She stepped into him, pitching her voice just loudly enough so that his attorney couldn't mistake a word she said. "You're not going to do anything tonight, Mr. Winslow, except go home." She smiled a thinly curved, unfriendly smile. "You drove here, didn't you?"
"Don't answer that, Ben," his attorney warned. "Let's go home, just like she suggested."
"I was out on my boat, with friends. And I get Jemma's call. Hours, hours, after my daughter's been hurt. We get back to the marina, and I drive here as fast as I fucking can. You going to give me a speeding ticket?" He smiled back at her, trying to suggest equal menace, and the thought flashed across Myka's mind that she was facing only another version of her father, a man who believed his anger made him bigger, stronger.

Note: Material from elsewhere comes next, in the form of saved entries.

// Storage verification
//
// Reads storage words through the chain adapter and checks decoded values
// against expectations. Every check folds its own failures (RPC errors, bad
// slots, unresolvable paths) into a `fail` result so siblings are unaffected.

use common::CheckStatus;
use ethers::types::{Address, H256, U256};
use serde::{Deserialize, Serialize};
use serde_json::Value;

use super::decode::decode_slot_value;
use super::erc7201::calculate_erc7201_base_slot;
use super::path::{compute_slot, parse_path, parse_slot, ComputedSlot};
use super::schema::StorageSchema;
use super::{slot_hex, word_from_u256};
use crate::compare::{abbreviate, compare_values, Comparison};
use crate::ethereum::ChainAdapter;

/// An explicit storage slot to check
#[derive(Debug, Clone, PartialEq, Serialize, Deserialize)]
#[serde(rename_all = "camelCase")]
pub struct SlotConfig {
    /// Slot as hex
    pub slot: String,
    /// Solidity type of the stored value
    #[serde(rename = "type")]
    pub solidity_type: String,
    /// Display name
    pub name: String,
    pub expected: Value,
    /// Byte offset inside the slot for packed values
    #[serde(default, skip_serializing_if = "Option::is_none")]
    pub offset: Option<usize>,
}

#[derive(Debug, Clone, PartialEq, Serialize, Deserialize)]
#[serde(rename_all = "camelCase")]
pub struct SlotResult {
    pub slot: String,
    pub name: String,
    pub expected: Value,
    #[serde(default, skip_serializing_if = "Option::is_none")]
    pub actual: Option<Value>,
    pub status: CheckStatus,
    pub message: String,
}

/// A variable at a fixed offset from an ERC-7201 namespace base
#[derive(Debug, Clone, PartialEq, Serialize, Deserialize)]
#[serde(rename_all = "camelCase")]
pub struct NamespaceVariable {
    /// Slot offset from the namespace base
    pub offset: u64,
    #[serde(rename = "type")]
    pub solidity_type: String,
    pub name: String,
    pub expected: Value,
    /// Byte offset inside the slot for packed values
    #[serde(default, skip_serializing_if = "Option::is_none")]
    pub byte_offset: Option<usize>,
}

#[derive(Debug, Clone, PartialEq, Serialize, Deserialize)]
#[serde(rename_all = "camelCase")]
pub struct NamespaceConfig {
    /// Namespace id, e.g. `linea.storage.YieldManagerStorage`
    pub id: String,
    pub variables: Vec<NamespaceVariable>,
}

#[derive(Debug, Clone, PartialEq, Serialize, Deserialize)]
#[serde(rename_all = "camelCase")]
pub struct NamespaceResult {
    pub namespace_id: String,
    pub base_slot: String,
    pub variables: Vec<SlotResult>,
    pub status: CheckStatus,
    pub message: String,
}

/// A schema-resolved storage path to check
#[derive(Debug, Clone, PartialEq, Serialize, Deserialize)]
#[serde(rename_all = "camelCase")]
pub struct StoragePathConfig {
    pub path: String,
    pub expected: Value,
    #[serde(default)]
    pub comparison: Comparison,
}

#[derive(Debug, Clone, PartialEq, Serialize, Deserialize)]
#[serde(rename_all = "camelCase")]
pub struct StoragePathResult {
    pub path: String,
    pub computed_slot: String,
    #[serde(rename = "type")]
    pub solidity_type: String,
    pub expected: Value,
    #[serde(default, skip_serializing_if = "Option::is_none")]
    pub actual: Option<Value>,
    pub status: CheckStatus,
    pub message: String,
}

/// Reads and decodes a packed value
pub async fn read_storage_value(
    adapter: &dyn ChainAdapter,
    address: Address,
    slot: H256,
    solidity_type: &str,
    byte_offset: usize,
) -> anyhow::Result<Value> {
    let word = adapter.get_storage_at(address, slot).await?;
    Ok(decode_slot_value(adapter, &word, solidity_type, byte_offset)?)
}

/// Checks one explicit slot with equality
pub async fn verify_slot(adapter: &dyn ChainAdapter, address: Address, config: &SlotConfig) -> SlotResult {
    let outcome = match parse_slot(&config.slot) {
        Ok(slot) => {
            let slot = word_from_u256(slot);
            read_storage_value(adapter, address, slot, &config.solidity_type, config.offset.unwrap_or(0)).await
        }
        Err(e) => Err(e.into()),
    };

    match outcome {
        Ok(actual) => {
            let pass = compare_values(&actual, &config.expected, Comparison::Eq);
            let message = if pass {
                format!("{} = {}", config.name, abbreviate(&actual, 8))
            } else {
                format!(
                    "{}: expected {}, got {}",
                    config.name,
                    abbreviate(&config.expected, 8),
                    abbreviate(&actual, 8)
                )
            };
            SlotResult {
                slot: config.slot.clone(),
                name: config.name.clone(),
                expected: config.expected.clone(),
                actual: Some(actual),
                status: CheckStatus::from_pass(pass),
                message,
            }
        }
        Err(e) => SlotResult {
            slot: config.slot.clone(),
            name: config.name.clone(),
            expected: config.expected.clone(),
            actual: None,
            status: CheckStatus::Fail,
            message: format!("Failed to read slot: {:#}", e),
        },
    }
}

/// Checks every variable of an ERC-7201 namespace
pub async fn verify_namespace(
    adapter: &dyn ChainAdapter,
    address: Address,
    config: &NamespaceConfig,
) -> NamespaceResult {
    let base_slot = calculate_erc7201_base_slot(adapter, &config.id);
    let base = U256::from_big_endian(base_slot.as_bytes());

    let mut variables = Vec::with_capacity(config.variables.len());
    for variable in &config.variables {
        let slot = word_from_u256(base.overflowing_add(U256::from(variable.offset)).0);
        let slot_config = SlotConfig {
            slot: slot_hex(&slot),
            solidity_type: variable.solidity_type.clone(),
            name: variable.name.clone(),
            expected: variable.expected.clone(),
            offset: variable.byte_offset,
        };
        variables.push(verify_slot(adapter, address, &slot_config).await);
    }

    let passed = variables.iter().filter(|v| v.status.is_pass()).count();
    let all_pass = passed == variables.len();

    NamespaceResult {
        namespace_id: config.id.clone(),
        base_slot: slot_hex(&base_slot),
        message: if all_pass {
            format!("All {} variable(s) in {} match", variables.len(), config.id)
        } else {
            format!("{}/{} variable(s) in {} match", passed, variables.len(), config.id)
        },
        variables,
        status: CheckStatus::from_pass(all_pass),
    }
}

/// Resolves a storage path through `schema` and checks the value with the configured operator
pub async fn verify_storage_path(
    adapter: &dyn ChainAdapter,
    address: Address,
    config: &StoragePathConfig,
    schema: &StorageSchema,
) -> StoragePathResult {
    let computed = parse_path(&config.path).and_then(|parsed| compute_slot(adapter, &parsed, schema));

    let computed = match computed {
        Ok(computed) => computed,
        Err(e) => return failed_path(config, "error", "unknown", format!("Error: {}", e)),
    };

    let ComputedSlot {
        slot,
        solidity_type,
        byte_offset,
    } = computed;

    match read_storage_value(adapter, address, slot, &solidity_type, byte_offset).await {
        Ok(actual) => {
            let pass = compare_values(&actual, &config.expected, config.comparison);
            let message = if pass {
                format!("{} = {}", config.path, abbreviate(&actual, 6))
            } else {
                format!(
                    "{}: expected {}, got {}",
                    config.path,
                    abbreviate(&config.expected, 6),
                    abbreviate(&actual, 6)
                )
            };
            StoragePathResult {
                path: config.path.clone(),
                computed_slot: slot_hex(&slot),
                solidity_type,
                expected: config.expected.clone(),
                actual: Some(actual),
                status: CheckStatus::from_pass(pass),
                message,
            }
        }
        Err(e) => failed_path(config, &slot_hex(&slot), &solidity_type, format!("Error: {:#}", e)),
    }
}

fn failed_path(config: &StoragePathConfig, slot: &str, solidity_type: &str, message: String) -> StoragePathResult {
    StoragePathResult {
        path: config.path.clone(),
        computed_slot: slot.to_string(),
        solidity_type: solidity_type.to_string(),
        expected: config.expected.clone(),
        actual: None,
        status: CheckStatus::Fail,
        message,
    }
}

"No, I'm going to open your glove compartment and look under your seat. How many grams will I find, Mr. Winslow? Then we can call Judge Miller together, and we can ask him how he feels about granting full custody to an addict." They were standing so closely to one another that she knew he felt her breath on his face; she could smell his sweat. She contemptuously flicked her glance away from him and stared at his attorney. "Get him out of here, or I'll have his car searched. What's the likelihood that he'll be arrested for possession of a controlled substance?"
Howard yanked Winslow away from her. "Ben, we're going . . . now." He was still a lackey, but he was the lackey in charge at the moment, and Winslow didn't resist the command in his voice. Still muttering threats about custody and "changing everything on Monday," Winslow followed him, and Myka didn't pick up the bag she had dropped and abandon the corridor for Christina's room until she was certain they were gone.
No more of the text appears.